Creating behavior change

Holly Mockus of Alchemy Systems discussed how to engage employees to fuel a culture of food safety. She talked through the next element of the closed loop in behavioral reinforcement.

Holly gave a case study example from her tenure in the food industry. She noted, shutting down plant production in this instance yielded any number of findings. Things like slow flowing drains, hollow doors allowing water to collect and drip, seeping curbs became easy to spot in a dry environment.

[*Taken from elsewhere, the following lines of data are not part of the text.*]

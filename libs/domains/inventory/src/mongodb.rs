//! MongoDB implementation of InventoryRepository

use async_trait::async_trait;
use domain_vector::VectorSearchQuery;
use futures::TryStreamExt;
use mongodb::{
    Collection, Database,
    bson::{self, Bson, Document, doc, oid::ObjectId},
};
use tracing::instrument;

use crate::error::InventoryResult;
use crate::models::{InventoryItem, SearchHit};
use crate::repository::InventoryRepository;

pub const DEFAULT_COLLECTION: &str = "inventory";

/// MongoDB implementation of the InventoryRepository
pub struct MongoInventoryRepository {
    db: Database,
    collection: Collection<InventoryItem>,
}

impl MongoInventoryRepository {
    /// Create a repository over the `inventory` collection of `db`
    ///
    /// # Example
    /// ```ignore
    /// let client = Client::with_uri_str("mongodb://localhost:27017").await?;
    /// let repo = MongoInventoryRepository::new(client.database("homedepot"));
    /// ```
    pub fn new(db: Database) -> Self {
        Self::with_collection(db, DEFAULT_COLLECTION)
    }

    /// Create a new MongoInventoryRepository with a custom collection name
    pub fn with_collection(db: Database, collection_name: &str) -> Self {
        let collection = db.collection::<InventoryItem>(collection_name);
        Self { db, collection }
    }

    pub fn collection_name(&self) -> &str {
        self.collection.name()
    }

    /// `$vectorSearch` followed by a projection down to description + score
    fn build_search_pipeline(query: &VectorSearchQuery) -> Vec<Document> {
        vec![
            doc! {
                "$vectorSearch": {
                    "index": &query.index,
                    "path": &query.path,
                    "queryVector": to_bson_vector(&query.query_vector),
                    "numCandidates": i64::from(query.num_candidates),
                    "limit": i64::from(query.limit),
                }
            },
            doc! {
                "$project": {
                    "_id": 0,
                    "description": 1,
                    "score": { "$meta": "vectorSearchScore" },
                }
            },
        ]
    }
}

fn to_bson_vector(values: &[f32]) -> Bson {
    Bson::Array(values.iter().map(|v| Bson::Double(f64::from(*v))).collect())
}

#[async_trait]
impl InventoryRepository for MongoInventoryRepository {
    #[instrument(skip(self, items), fields(collection = %self.collection_name(), count = items.len()))]
    async fn replace_all(&self, items: Vec<InventoryItem>) -> InventoryResult<u64> {
        // Dropping through the database handle also removes indexes created on the old data
        self.db
            .collection::<Document>(self.collection_name())
            .drop()
            .await?;

        if items.is_empty() {
            return Ok(0);
        }

        let result = self.collection.insert_many(&items).await?;
        let inserted = result.inserted_ids.len() as u64;

        tracing::info!(inserted, "Inventory collection reseeded");
        Ok(inserted)
    }

    #[instrument(skip(self), fields(collection = %self.collection_name()))]
    async fn list_all(&self) -> InventoryResult<Vec<InventoryItem>> {
        let cursor = self
            .collection
            .find(doc! {})
            .sort(doc! { "item_id": 1 })
            .await?;
        let items: Vec<InventoryItem> = cursor.try_collect().await?;
        Ok(items)
    }

    #[instrument(skip(self, embedding), fields(dimension = embedding.len()))]
    async fn set_embedding(
        &self,
        id: ObjectId,
        embedding: Vec<f32>,
        model_key: String,
    ) -> InventoryResult<bool> {
        let result = self
            .collection
            .update_one(
                doc! { "_id": id },
                doc! {
                    "$set": {
                        "embeddings": to_bson_vector(&embedding),
                        "embedding_model": model_key,
                    }
                },
            )
            .await?;

        Ok(result.matched_count > 0)
    }

    #[instrument(skip(self, query), fields(index = %query.index, limit = query.limit))]
    async fn vector_search(&self, query: VectorSearchQuery) -> InventoryResult<Vec<SearchHit>> {
        let pipeline = Self::build_search_pipeline(&query);
        let cursor = self.collection.aggregate(pipeline).await?;
        let documents: Vec<Document> = cursor.try_collect().await?;

        let hits = documents
            .into_iter()
            .map(bson::from_document::<SearchHit>)
            .collect::<Result<Vec<_>, _>>()?;

        tracing::debug!(hits = hits.len(), "Vector search complete");
        Ok(hits)
    }

    #[instrument(skip(self))]
    async fn count(&self) -> InventoryResult<u64> {
        Ok(self.collection.count_documents(doc! {}).await?)
    }

    #[instrument(skip(self))]
    async fn count_embedded(&self) -> InventoryResult<u64> {
        let filter = doc! { "embeddings": { "$exists": true } };
        Ok(self.collection.count_documents(filter).await?)
    }

    #[instrument(skip(self))]
    async fn embedding_models(&self) -> InventoryResult<Vec<String>> {
        let values = self
            .collection
            .distinct("embedding_model", doc! { "embeddings": { "$exists": true } })
            .await?;

        let mut models: Vec<String> = values
            .into_iter()
            .filter_map(|value| match value {
                Bson::String(key) => Some(key),
                _ => None,
            })
            .collect();
        models.sort();
        Ok(models)
    }
}

#[cfg(test)]
mod tests {
    use super::*;
    use domain_vector::SearchOptions;

    #[test]
    fn test_search_pipeline_stages() {
        let query = VectorSearchQuery::new(vec![0.5, -0.25], &SearchOptions::default());
        let pipeline = MongoInventoryRepository::build_search_pipeline(&query);

        assert_eq!(pipeline.len(), 2);
        assert!(pipeline[0].contains_key("$vectorSearch"));
        assert!(pipeline[1].contains_key("$project"));
    }

    #[test]
    fn test_search_pipeline_vector_stage() {
        let options = SearchOptions {
            index: "catalog_index".to_string(),
            num_candidates: 100,
            limit: 5,
            ..Default::default()
        };
        let query = VectorSearchQuery::new(vec![0.5, -0.25], &options);
        let pipeline = MongoInventoryRepository::build_search_pipeline(&query);
        let stage = pipeline[0].get_document("$vectorSearch").unwrap();

        assert_eq!(stage.get_str("index").unwrap(), "catalog_index");
        assert_eq!(stage.get_str("path").unwrap(), "embeddings");
        assert_eq!(stage.get_i64("numCandidates").unwrap(), 100);
        assert_eq!(stage.get_i64("limit").unwrap(), 5);
        assert_eq!(
            stage.get_array("queryVector").unwrap(),
            &vec![Bson::Double(0.5), Bson::Double(-0.25)]
        );
    }

    #[test]
    fn test_search_pipeline_projection() {
        let query = VectorSearchQuery::new(vec![1.0], &SearchOptions::default());
        let pipeline = MongoInventoryRepository::build_search_pipeline(&query);
        let projection = pipeline[1].get_document("$project").unwrap();

        assert_eq!(projection.get_i32("_id").unwrap(), 0);
        assert_eq!(projection.get_i32("description").unwrap(), 1);
        assert_eq!(
            projection.get_document("score").unwrap(),
            &doc! { "$meta": "vectorSearchScore" }
        );
    }

    #[test]
    fn test_to_bson_vector_widens_to_double() {
        assert_eq!(
            to_bson_vector(&[0.125, 2.0]),
            Bson::Array(vec![Bson::Double(0.125), Bson::Double(2.0)])
        );
    }
}
//! Configuration for the inventory search CLI

use core_config::{ConfigError, FromEnv, env_or_default, env_parse, env_required_any};
use database::mongodb::MongoConfig;

const DEFAULT_DATABASE: &str = "homedepot";
const DEFAULT_APP_NAME: &str = "inventory-search";

/// Variables tried in order for the connection string
const URI_KEYS: &[&str] = &["MONGODB_URI", "MONGODB_URL", "MONGO_URL"];

#[derive(Debug, Clone)]
pub struct Config {
    pub mongo: MongoConfig,
    /// Collection holding the inventory records
    pub collection: String,
}

impl FromEnv for Config {
    fn from_env() -> Result<Self, ConfigError> {
        let url = env_required_any(URI_KEYS)?;
        let database = env_or_default("MONGODB_DATABASE", DEFAULT_DATABASE);

        let mongo = MongoConfig::with_database(url, database)
            .with_app_name(env_or_default("MONGODB_APP_NAME", DEFAULT_APP_NAME))
            .with_timeouts(
                env_parse(
                    "MONGODB_CONNECT_TIMEOUT_SECS",
                    MongoConfig::DEFAULT_CONNECT_TIMEOUT_SECS,
                )?,
                env_parse(
                    "MONGODB_SERVER_SELECTION_TIMEOUT_SECS",
                    MongoConfig::DEFAULT_SERVER_SELECTION_TIMEOUT_SECS,
                )?,
            );

        Ok(Config {
            mongo,
            collection: env_or_default("INVENTORY_COLLECTION", domain_inventory::DEFAULT_COLLECTION),
        })
    }
}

The biggest takeaway from this root cause analysis uncovered a complete lack of employee engagement and resulted in a corrective action that mapped out the following elements of behavior change. 

Behavior Change

 

Elements to behavior change

Communication
Communication is a means of connection between people to exchange knowledge, information, news, feelings and emotions.

Training and education
Training and education is the act or process of imparting knowledge to improve job performance and impart cultural norms.

Inclusion
Inclusion is recognizing that you work as “one” even though your functions are not the “same.” 

Awareness
Awareness is being well informed in order to exhibit accepted cultural practices even when no one is looking. 

Observation
An observation consists of watching a behavior or practice in order to gain an understanding of what is being done for the purposes of correction and reinforcement.

Reinforcement
Reinforcement is not please and thank you. It is recognizing a behavior, praising or correcting that behavior AND recognizing the outcome of the behavior.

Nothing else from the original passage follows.